1. Jordan Cameron: Maybe the steal of what appears to be a very good draft class. He didn't play much at USC, but the Browns did their homework on him and they have an all-around tight end with size, excellent route running, hands, and blocking ability.

2. Greg Little: When I sat down with the rookie wide receiver from North Carolina, I felt like I was sitting with a young Anquan Boldin. He weighs 240 pounds and has running back skills after the catch. He was clearly featured in the red-zone pass attack, but struggled to catch the ball. Holmgren feels Little is a natural hand catcher but he appeared rusty after missing his last season in college.

3. Jabaal Sheard: The rookie defensive end from Pitt has a fine inside move against a tackle. If he works hard on a speed rush and an occasional bull rush, he could be the real deal. It will be interesting to see how he holds up against the run at 268 pounds. I did ask him what it was like to go against all-pro tackle Joe Thomas every day. He said his record against Thomas is 1-13, but he also believes it is making him better.
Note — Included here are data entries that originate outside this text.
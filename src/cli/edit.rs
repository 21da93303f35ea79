use std::path::PathBuf;

use anyhow::Result;
use clap::Args;
use menuplan_engine::{
    Week, add_slot, assign_recipe, change_category, remove_slot, reroll_slot, toggle_lock,
};

use super::SlotArgs;
use crate::config::Config;

#[derive(Args, Debug, Clone)]
pub struct RerollArgs {
    #[command(flatten)]
    pub at: SlotArgs,
    #[arg(long)]
    pub catalog: Option<PathBuf>,
    #[arg(long)]
    pub ceiling: Option<u32>,
    #[arg(long)]
    pub seed: Option<u64>,
}

#[derive(Args, Debug, Clone)]
pub struct ChangeArgs {
    #[command(flatten)]
    pub at: SlotArgs,
    #[arg(long)]
    pub category: String,
    #[arg(long)]
    pub catalog: Option<PathBuf>,
    #[arg(long)]
    pub ceiling: Option<u32>,
    #[arg(long)]
    pub seed: Option<u64>,
}

#[derive(Args, Debug, Clone)]
pub struct AssignArgs {
    #[command(flatten)]
    pub at: SlotArgs,
    /// Recipe title, matched case-insensitively
    #[arg(long)]
    pub title: String,
    #[arg(long)]
    pub catalog: Option<PathBuf>,
    #[arg(long)]
    pub ceiling: Option<u32>,
}

#[derive(Args, Debug, Clone)]
pub struct AddArgs {
    #[arg(long)]
    pub week: PathBuf,
    #[arg(long)]
    pub day: usize,
    #[arg(long)]
    pub meal: usize,
    #[arg(long)]
    pub category: String,
    #[arg(long)]
    pub catalog: Option<PathBuf>,
    #[arg(long)]
    pub ceiling: Option<u32>,
    #[arg(long)]
    pub seed: Option<u64>,
}

pub async fn lock(args: SlotArgs) -> Result<()> {
    let mut week = crate::catalog::load_week(&args.week).await?;

    let locked = toggle_lock(&mut week, args.slot_ref())?;
    crate::catalog::save_week(&args.week, &week).await?;

    println!("{} {}", args.slot_ref(), if locked { "locked" } else { "unlocked" });

    Ok(())
}

pub async fn reroll(config: Config, args: RerollArgs) -> Result<()> {
    let mut week = crate::catalog::load_week(&args.at.week).await?;
    let (_, pools) = super::load_pools(&config, args.catalog.as_deref()).await?;
    let ceiling = super::ceiling(&config, args.ceiling);
    let mut rng = super::rng(args.seed);

    reroll_slot(&mut week, &pools, args.at.slot_ref(), ceiling, &mut rng)?;

    save_and_show(&args.at, &week).await
}

pub async fn change(config: Config, args: ChangeArgs) -> Result<()> {
    let mut week = crate::catalog::load_week(&args.at.week).await?;
    let (_, pools) = super::load_pools(&config, args.catalog.as_deref()).await?;
    let ceiling = super::ceiling(&config, args.ceiling);
    let mut rng = super::rng(args.seed);

    change_category(
        &mut week,
        &pools,
        args.at.slot_ref(),
        &args.category,
        ceiling,
        &mut rng,
    )?;

    save_and_show(&args.at, &week).await
}

pub async fn assign(config: Config, args: AssignArgs) -> Result<()> {
    let mut week = crate::catalog::load_week(&args.at.week).await?;
    let (recipes, _) = super::load_pools(&config, args.catalog.as_deref()).await?;
    let ceiling = super::ceiling(&config, args.ceiling);

    let wanted = args.title.trim().to_lowercase();
    let Some(recipe) = recipes
        .into_iter()
        .find(|recipe| recipe.title.trim().to_lowercase() == wanted)
    else {
        anyhow::bail!("no recipe titled '{}' in the catalog", args.title);
    };

    assign_recipe(&mut week, args.at.slot_ref(), recipe, ceiling)?;

    save_and_show(&args.at, &week).await
}

pub async fn add(config: Config, args: AddArgs) -> Result<()> {
    let mut week = crate::catalog::load_week(&args.week).await?;
    let (_, pools) = super::load_pools(&config, args.catalog.as_deref()).await?;
    let ceiling = super::ceiling(&config, args.ceiling);
    let mut rng = super::rng(args.seed);

    let index = add_slot(
        &mut week,
        &pools,
        args.day,
        args.meal,
        &args.category,
        ceiling,
        &mut rng,
    )?;
    crate::catalog::save_week(&args.week, &week).await?;

    let at = SlotArgs {
        week: args.week,
        day: args.day,
        meal: args.meal,
        slot: index,
    };
    show(&at, &week)
}

pub async fn remove(args: SlotArgs) -> Result<()> {
    let mut week = crate::catalog::load_week(&args.week).await?;

    if remove_slot(&mut week, args.slot_ref())? {
        crate::catalog::save_week(&args.week, &week).await?;
        println!("{} removed", args.slot_ref());
    } else {
        println!("{} is the last slot of its meal, kept", args.slot_ref());
    }

    Ok(())
}

async fn save_and_show(at: &SlotArgs, week: &Week) -> Result<()> {
    crate::catalog::save_week(&at.week, week).await?;
    show(at, week)
}

fn show(at: &SlotArgs, week: &Week) -> Result<()> {
    let slot = week.slot(at.slot_ref())?;
    match &slot.recipe {
        Some(recipe) => println!(
            "{} [{}] {} — {} kcal",
            at.slot_ref(),
            slot.category,
            recipe.title,
            recipe.calories
        ),
        None => println!("{} [{}] —", at.slot_ref(), slot.category),
    }

    Ok(())
}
4. Buster Skrine: No. 22, a rookie from Tennessee-Chattanooga, has been the star of the camp in the secondary. "He's real smart and already has picked up the defense," T.J. Ward said. He looks like the perfect guy to compete for the 'slot corner' job where he can use his quickness. He had a very nice anticipation interception during practice.

5. Phil Taylor: The first-round pick from Baylor has to be a part of a significant number of plays at defensive tackle and he has to learn to keep his balance. In all fairness, he has had just a few practices.

Watching tape

Unlike some camps that I visit that don't provide access to practice videos, the Browns not only set up the tapes for viewing but Shurmur also stayed in the room with me, Brad Childress and Tim Ryan for an hour to give us a clear idea of what they are trying to do on offense.

The Browns are looking for one of their receivers to emerge as the slot in the three-wide receiver package. They definitely have a nice plan for two or even three tight-end packages, and with Peyton Hillis in the backfield it could be dangerous when that personnel group hits the field.


The Cleveland fans may be restless and want a winner right now but they are going to have to be patient. This is an investment in young players and it will take time. Progress will have to be measured in ways other than wins and losses early in the season. The AFC North is not an easy place to be, but I think they could get six or seven wins.